While I've been on my five week work trip abroad, the HBO series "Girls" has debuted and apparently caused reactionary waves involving it's perpetuation of the "No minorities exist in New York City" TV reality ( except to panhandle and fulfill stereotypes).
Typically, minorities are casted to fill in roles like gay Puerto Rican, Chinese delivery guy, or a homeless black guy to name a few. Basically Hollywood castings for non white people sound like a racist, seedy version of It's A Small World. The supposed "whitewashing" of the media is not new so I'm not sure why it matters with "Girls" more than it does with anything else that the media chooses to air. I'll have to find out when I am able to sit down and watch a full episode at least. Produced by Judd Apatow and Jenni Konner, and written by Leslie Arfin, it sounds like the audience had more hope for a show's authenticity and perspective that centers itself around a "Greenpoint hipster". Sure, I am a fan of Judd Apatow and maybe the fact a writer from "Vice" ( Leslie Arfin ) might suggest that this more unique collaboration of humor, wit, and experience would yield a refreshing look at life in the Big Apple.
While different articles readily compare this show to Seinfeld, Sex and the City, and Friends to name the most obvious ones, I'm not going to compare it to anything because I've never actually watched it yet. I'm going to try to dabble in this idea of "Hipster Racism" and it how it might affect a show that people are trying to shape as a failing beacon of political correctness.
First of all- what the hell is hipster racism? Ok I googled it and I found " bigotry as an edgy joke for white people (and other people)." Anything I've read about the show is a second hand opinion although I have to say I have read a few comments from Leslie Arfin's twitter and it doesn't really surprise me that her sense of humor would suggest the quintessential "hipster racist". On twitter, she's used taking Obama to the White House as code for taking a shit. I really don't think she is particularly sensitive about race. I guess she's Jewish so it's okay? Not. Needless to say, I usually find that the people who are most comfortable with making racist jokes are often the ones who are the least affected by racism. Based on the below tweet a few paragraphs down ( which has since been deleted ), the premise of the show, and articles she's written like The Vice Guide to Girls , she sounds more sensitive about gender roles and women's bodies than about race or political correctness. Afterall, based on The Vice Guide to Girls, feminism is described as the following:
Feminism: We get so mad when some nitwit says she’s not a feminist. I guess if you’re cool with being raped all the time and having no options in life other than being a baby machine or a prostitute, then yeah, you’re probably not a feminist. But if you enjoy birth-control pills and not being beaten up by your owner—I mean, husband—then you pretty much are one so you may as well stop shaving your legs right now. Just kidding. Somewhere along the way feminism got a bad rep, but it doesn’t mean you have to be a sourpuss or that you can’t write tongue-in-cheek articles riddled with silly gender stereotypes. All it means is that you don’t hate yourself.

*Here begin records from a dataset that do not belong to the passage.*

use std::sync::Mutex;
use std::sync::atomic::{AtomicBool, AtomicI64, Ordering};

use async_trait::async_trait;
use chrono::{DateTime, TimeDelta, Utc};

use funnel_core::deals::{Agent, ChecklistItem, Deal, toggle_item};

use super::{DealStore, StoreError, ToggleOutcome};

#[derive(Default)]
struct Tables {
    agents: Vec<Agent>,
    deals: Vec<Deal>,
}

/// In-process store for tests. Mirrors `PgStore` semantics, including
/// newest-first ordering and owner scoping.
#[derive(Default)]
pub struct MemoryStore {
    tables: Mutex<Tables>,
    unavailable: AtomicBool,
    clock_skew_ms: AtomicI64,
}

impl MemoryStore {
    pub fn new() -> Self {
        Self::default()
    }

    /// Make every subsequent call fail as if the database were down.
    pub fn set_unavailable(&self, unavailable: bool) {
        self.unavailable.store(unavailable, Ordering::SeqCst);
    }

    /// Shift a deal's creation time into the past.
    pub fn backdate_deal(&self, deal_id: i64, by: TimeDelta) {
        let mut tables = self.tables.lock().unwrap();
        if let Some(deal) = tables.deals.iter_mut().find(|deal| deal.id == deal_id) {
            deal.created_at -= by;
        }
    }

    /// Run the store's clock `skew` ahead of (or behind) the process clock.
    pub fn set_clock_skew(&self, skew: TimeDelta) {
        self.clock_skew_ms.store(skew.num_milliseconds(), Ordering::SeqCst);
    }

    fn now(&self) -> DateTime<Utc> {
        Utc::now() + TimeDelta::milliseconds(self.clock_skew_ms.load(Ordering::SeqCst))
    }

    pub fn deal_count(&self) -> usize {
        self.tables.lock().unwrap().deals.len()
    }

    fn check(&self) -> Result<(), StoreError> {
        if self.unavailable.load(Ordering::SeqCst) {
            return Err(StoreError::Database(sqlx::Error::PoolTimedOut));
        }
        Ok(())
    }
}

#[async_trait]
impl DealStore for MemoryStore {
    async fn find_agent(&self, telegram_id: i64) -> Result<Option<Agent>, StoreError> {
        self.check()?;
        let tables = self.tables.lock().unwrap();
        Ok(tables
            .agents
            .iter()
            .find(|agent| agent.telegram_id == telegram_id)
            .cloned())
    }

    async fn insert_agent(
        &self,
        telegram_id: i64,
        full_name: Option<&str>,
    ) -> Result<Agent, StoreError> {
        self.check()?;
        let mut tables = self.tables.lock().unwrap();
        if tables.agents.iter().any(|agent| agent.telegram_id == telegram_id) {
            return Err(StoreError::DuplicateAgent(telegram_id));
        }
        let agent = Agent {
            id: tables.agents.len() as i64 + 1,
            telegram_id,
            full_name: full_name.map(str::to_string),
        };
        tables.agents.push(agent.clone());
        Ok(agent)
    }

    async fn insert_deal(
        &self,
        agent_id: i64,
        client_name: &str,
        status: &str,
        checklist: &[ChecklistItem],
    ) -> Result<Deal, StoreError> {
        self.check()?;
        let mut tables = self.tables.lock().unwrap();
        let deal = Deal {
            id: tables.deals.len() as i64 + 1,
            agent_id,
            client_name: client_name.to_string(),
            status: status.to_string(),
            checklist: checklist.to_vec(),
            created_at: self.now(),
        };
        tables.deals.push(deal.clone());
        Ok(deal)
    }

    async fn list_deals(&self, agent_id: i64) -> Result<Vec<Deal>, StoreError> {
        self.check()?;
        let tables = self.tables.lock().unwrap();
        let mut deals: Vec<Deal> = tables
            .deals
            .iter()
            .filter(|deal| deal.agent_id == agent_id)
            .cloned()
            .collect();
        deals.sort_by(|a, b| b.created_at.cmp(&a.created_at).then(b.id.cmp(&a.id)));
        Ok(deals)
    }

    async fn find_deal(&self, agent_id: i64, deal_id: i64) -> Result<Option<Deal>, StoreError> {
        self.check()?;
        let tables = self.tables.lock().unwrap();
        Ok(tables
            .deals
            .iter()
            .find(|deal| deal.id == deal_id && deal.agent_id == agent_id)
            .cloned())
    }

    async fn latest_deal(&self, agent_id: i64) -> Result<Option<Deal>, StoreError> {
        Ok(self.list_deals(agent_id).await?.into_iter().next())
    }

    async fn current_time(&self) -> Result<DateTime<Utc>, StoreError> {
        self.check()?;
        Ok(self.now())
    }

    async fn update_stage(
        &self,
        agent_id: i64,
        deal_id: i64,
        status: &str,
        checklist: &[ChecklistItem],
    ) -> Result<Option<Deal>, StoreError> {
        self.check()?;
        let mut tables = self.tables.lock().unwrap();
        let Some(deal) = tables
            .deals
            .iter_mut()
            .find(|deal| deal.id == deal_id && deal.agent_id == agent_id)
        else {
            return Ok(None);
        };
        deal.status = status.to_string();
        deal.checklist = checklist.to_vec();
        Ok(Some(deal.clone()))
    }

    async fn toggle_checklist_item(
        &self,
        agent_id: i64,
        deal_id: i64,
        text: &str,
    ) -> Result<ToggleOutcome, StoreError> {
        self.check()?;
        let mut tables = self.tables.lock().unwrap();
        let Some(deal) = tables
            .deals
            .iter_mut()
            .find(|deal| deal.id == deal_id && deal.agent_id == agent_id)
        else {
            return Ok(ToggleOutcome::DealMissing);
        };
        if !toggle_item(&mut deal.checklist, text) {
            return Ok(ToggleOutcome::ItemMissing);
        }
        Ok(ToggleOutcome::Toggled(deal.checklist.clone()))
    }

    async fn ping(&self) -> Result<(), StoreError> {
        self.check()
    }
}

First of all- was this a joke? Quite possibly. If feminism can be reduced to either being a prostitute or a cactus legged sourpuss, I'd rather be dead than have to read that shithole of an explanation again. Her popularity within her niche of like minded people who appreciate her sense of humor and perspective, is probably why she worked for Vice and was involved with editing the now defunct Missbehave magazine. In my opinion, a magazine that sucked because of their shitty "Skater Dater" article which I wrote a fuming opinion about in 2009. SKATERDATERlink. Anyways, here is a popularized retweet of the Girls writer:
Anybody who's ever picked up an issue of Vice would know that between it's pages, exist the bible of iconic hipster racism; peppered in with the images of gender transcendent floaters and indescribable weirdos. It is not a print source you take instruction from on proper human etiquette, taste, and refined opinion. I am pretty positive it wasn't meant to be treated that way either. If the show "Girls" is merely a loose extension of The Vice Guide to Girls, I have to say I do not find relating to post Liberal Arts college experiences in big cities particularly groundbreaking.

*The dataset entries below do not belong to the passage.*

//! Persistence contract for agents and deals.
//!
//! Decouples the deal service, authentication and the bot from `PgStore`,
//! enabling unit tests with `MemoryStore`.

use async_trait::async_trait;
use chrono::{DateTime, Utc};
use funnel_core::deals::{Agent, ChecklistItem, Deal};

#[cfg(test)]
pub mod memory;
pub mod postgres;

#[cfg(test)]
pub use memory::MemoryStore;
pub use postgres::PgStore;

#[derive(Debug, thiserror::Error)]
pub enum StoreError {
    #[error("database error: {0}")]
    Database(#[from] sqlx::Error),
    #[error("agent with platform id {0} already exists")]
    DuplicateAgent(i64),
    #[error("stored checklist for deal {deal_id} is unreadable: {reason}")]
    CorruptChecklist { deal_id: i64, reason: String },
}

/// Result of flipping one checklist item inside the store.
#[derive(Debug, Clone, PartialEq, Eq)]
pub enum ToggleOutcome {
    Toggled(Vec<ChecklistItem>),
    /// No deal with that id is owned by the agent.
    DealMissing,
    /// The deal exists but has no item with that label.
    ItemMissing,
}

#[async_trait]
pub trait DealStore: Send + Sync {
    // --- Agents ---
    async fn find_agent(&self, telegram_id: i64) -> Result<Option<Agent>, StoreError>;
    /// Fails with `DuplicateAgent` if the platform id is already registered.
    async fn insert_agent(
        &self,
        telegram_id: i64,
        full_name: Option<&str>,
    ) -> Result<Agent, StoreError>;

    // --- Deals ---
    async fn insert_deal(
        &self,
        agent_id: i64,
        client_name: &str,
        status: &str,
        checklist: &[ChecklistItem],
    ) -> Result<Deal, StoreError>;
    /// Newest first.
    async fn list_deals(&self, agent_id: i64) -> Result<Vec<Deal>, StoreError>;
    async fn find_deal(&self, agent_id: i64, deal_id: i64) -> Result<Option<Deal>, StoreError>;
    async fn latest_deal(&self, agent_id: i64) -> Result<Option<Deal>, StoreError>;
    /// The clock that stamps `created_at`. Cooldowns are measured against it.
    async fn current_time(&self) -> Result<DateTime<Utc>, StoreError>;
    /// Replace stage and checklist together. `None` if the agent owns no such deal.
    async fn update_stage(
        &self,
        agent_id: i64,
        deal_id: i64,
        status: &str,
        checklist: &[ChecklistItem],
    ) -> Result<Option<Deal>, StoreError>;
    async fn toggle_checklist_item(
        &self,
        agent_id: i64,
        deal_id: i64,
        text: &str,
    ) -> Result<ToggleOutcome, StoreError>;

    // --- Health ---
    async fn ping(&self) -> Result<(), StoreError>;
}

We have been familiarized with two kinds of the Big Apple through the media and culture. There is one idea of the gritty, dangerous, once bankrupt New York City and it's tough, no nonsense immigrant rich history. There is also the other more all encompassing concept of New York City that allow for shows like Sex and the City, "white people problems", "neurotic Jewish people problems", " Different Strokes" and everything in between. The one theme, or principle idea that weaves all of these lifestyles together is the idea that New York City is the ultimate representation of where anything can happen; no matter your race, background, or sexual orientation.

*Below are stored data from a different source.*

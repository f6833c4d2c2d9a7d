use std::time::Duration;

use async_trait::async_trait;
use serde::Deserialize;
use serde::de::DeserializeOwned;
use serde_json::{Value, json};

use super::{LaunchButton, MessageTransport, TransportError, Update};

const API_BASE: &str = "https://api.telegram.org";
/// Server-side long-poll timeout, in seconds.
const POLL_TIMEOUT_SECS: u64 = 30;

/// Bot API client. Not `Debug`: the base URL carries the bot token.
pub struct TelegramTransport {
    client: reqwest::Client,
    base_url: String,
}

#[derive(Debug, Deserialize)]
struct ApiResponse<T> {
    ok: bool,
    result: Option<T>,
    #[serde(default)]
    description: Option<String>,
}

impl TelegramTransport {
    pub fn new(token: &str) -> Result<Self, TransportError> {
        Self::with_base_url(API_BASE, token)
    }

    pub fn with_base_url(api_base: &str, token: &str) -> Result<Self, TransportError> {
        let client = reqwest::Client::builder()
            .timeout(Duration::from_secs(POLL_TIMEOUT_SECS + 15))
            .connect_timeout(Duration::from_secs(10))
            .build()?;
        Ok(Self {
            client,
            base_url: format!("{}/bot{token}", api_base.trim_end_matches('/')),
        })
    }

    async fn call<T: DeserializeOwned>(&self, method: &str, body: &Value) -> Result<T, TransportError> {
        let response = self
            .client
            .post(format!("{}/{method}", self.base_url))
            .json(body)
            .send()
            .await?;
        let envelope: ApiResponse<T> = response.json().await?;
        unwrap_envelope(method, envelope)
    }
}

fn unwrap_envelope<T>(method: &str, envelope: ApiResponse<T>) -> Result<T, TransportError> {
    match envelope {
        ApiResponse {
            ok: true,
            result: Some(result),
            ..
        } => Ok(result),
        ApiResponse {
            ok: true,
            result: None,
            ..
        } => Err(TransportError::Api(format!("{method}: response without result"))),
        ApiResponse { description, .. } => Err(TransportError::Api(format!(
            "{method}: {}",
            description.unwrap_or_else(|| "request rejected".to_string())
        ))),
    }
}

/// Decode a `getUpdates` batch one update at a time.
///
/// An update whose body does not decode is kept as an empty update with its
/// id, so the offset still moves past it. One without a readable id is dropped.
fn decode_updates(raw: Vec<Value>) -> Vec<Update> {
    raw.into_iter()
        .filter_map(|value| {
            let update_id = value.get("update_id").and_then(Value::as_i64);
            match serde_json::from_value::<Update>(value) {
                Ok(update) => Some(update),
                Err(err) => {
                    tracing::warn!(?update_id, error = %err, "skipping undecodable update");
                    update_id.map(|update_id| Update {
                        update_id,
                        message: None,
                    })
                }
            }
        })
        .collect()
}

fn poll_body(offset: Option<i64>) -> Value {
    let mut body = json!({
        "timeout": POLL_TIMEOUT_SECS,
        "allowed_updates": ["message"],
    });
    if let Some(offset) = offset {
        body["offset"] = json!(offset);
    }
    body
}

fn send_message_body(chat_id: i64, text: &str, button: Option<&LaunchButton>) -> Value {
    let mut body = json!({
        "chat_id": chat_id,
        "text": text,
    });
    if let Some(button) = button {
        body["reply_markup"] = json!({
            "inline_keyboard": [[{
                "text": button.text,
                "web_app": { "url": button.url },
            }]]
        });
    }
    body
}

#[async_trait]
impl MessageTransport for TelegramTransport {
    async fn clear_pending(&self) -> Result<(), TransportError> {
        let _: bool = self
            .call("deleteWebhook", &json!({ "drop_pending_updates": true }))
            .await?;
        Ok(())
    }

    async fn poll(&self, offset: Option<i64>) -> Result<Vec<Update>, TransportError> {
        let raw: Vec<Value> = self.call("getUpdates", &poll_body(offset)).await?;
        Ok(decode_updates(raw))
    }

    async fn send_message(
        &self,
        chat_id: i64,
        text: &str,
        button: Option<&LaunchButton>,
    ) -> Result<(), TransportError> {
        let _: Value = self
            .call("sendMessage", &send_message_body(chat_id, text, button))
            .await?;
        Ok(())
    }
}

Where our collective aspirations for a better represented New York City and the staged tribulations of a free market capitalist fantasy fails us, is the reality that most of these "successful" New York City based shows force us to explore the same city streets, the same beaten path, the same familiar people with their same familiar problems. How is it a not natural response to feel cheated out of New York City's vibrant reality riddled with it's race and culture studded complexities? You would think New York was a treasure trove of TV fodder. Here is an opportunity to open the dialogue of race and culture, to address it after countless TV shows that failed to represent the inexplainable other half of New York. Admist the awkward gender roles, embarrassing dating revelations, and distorted self imagery women may experience in young adulthood, aren't these other discussions just as important? TV afterall is merely supposed to imitate life and it's "problems" in a palatable way for it's viewers. I'm trying to think of other explanations but the only one I can think of is that generally speaking, race is still taboo. Race and complex discussion about society is unachievable through oversimplified scripts, yet it is easier to force people into boxes that perpetuate stereotypes.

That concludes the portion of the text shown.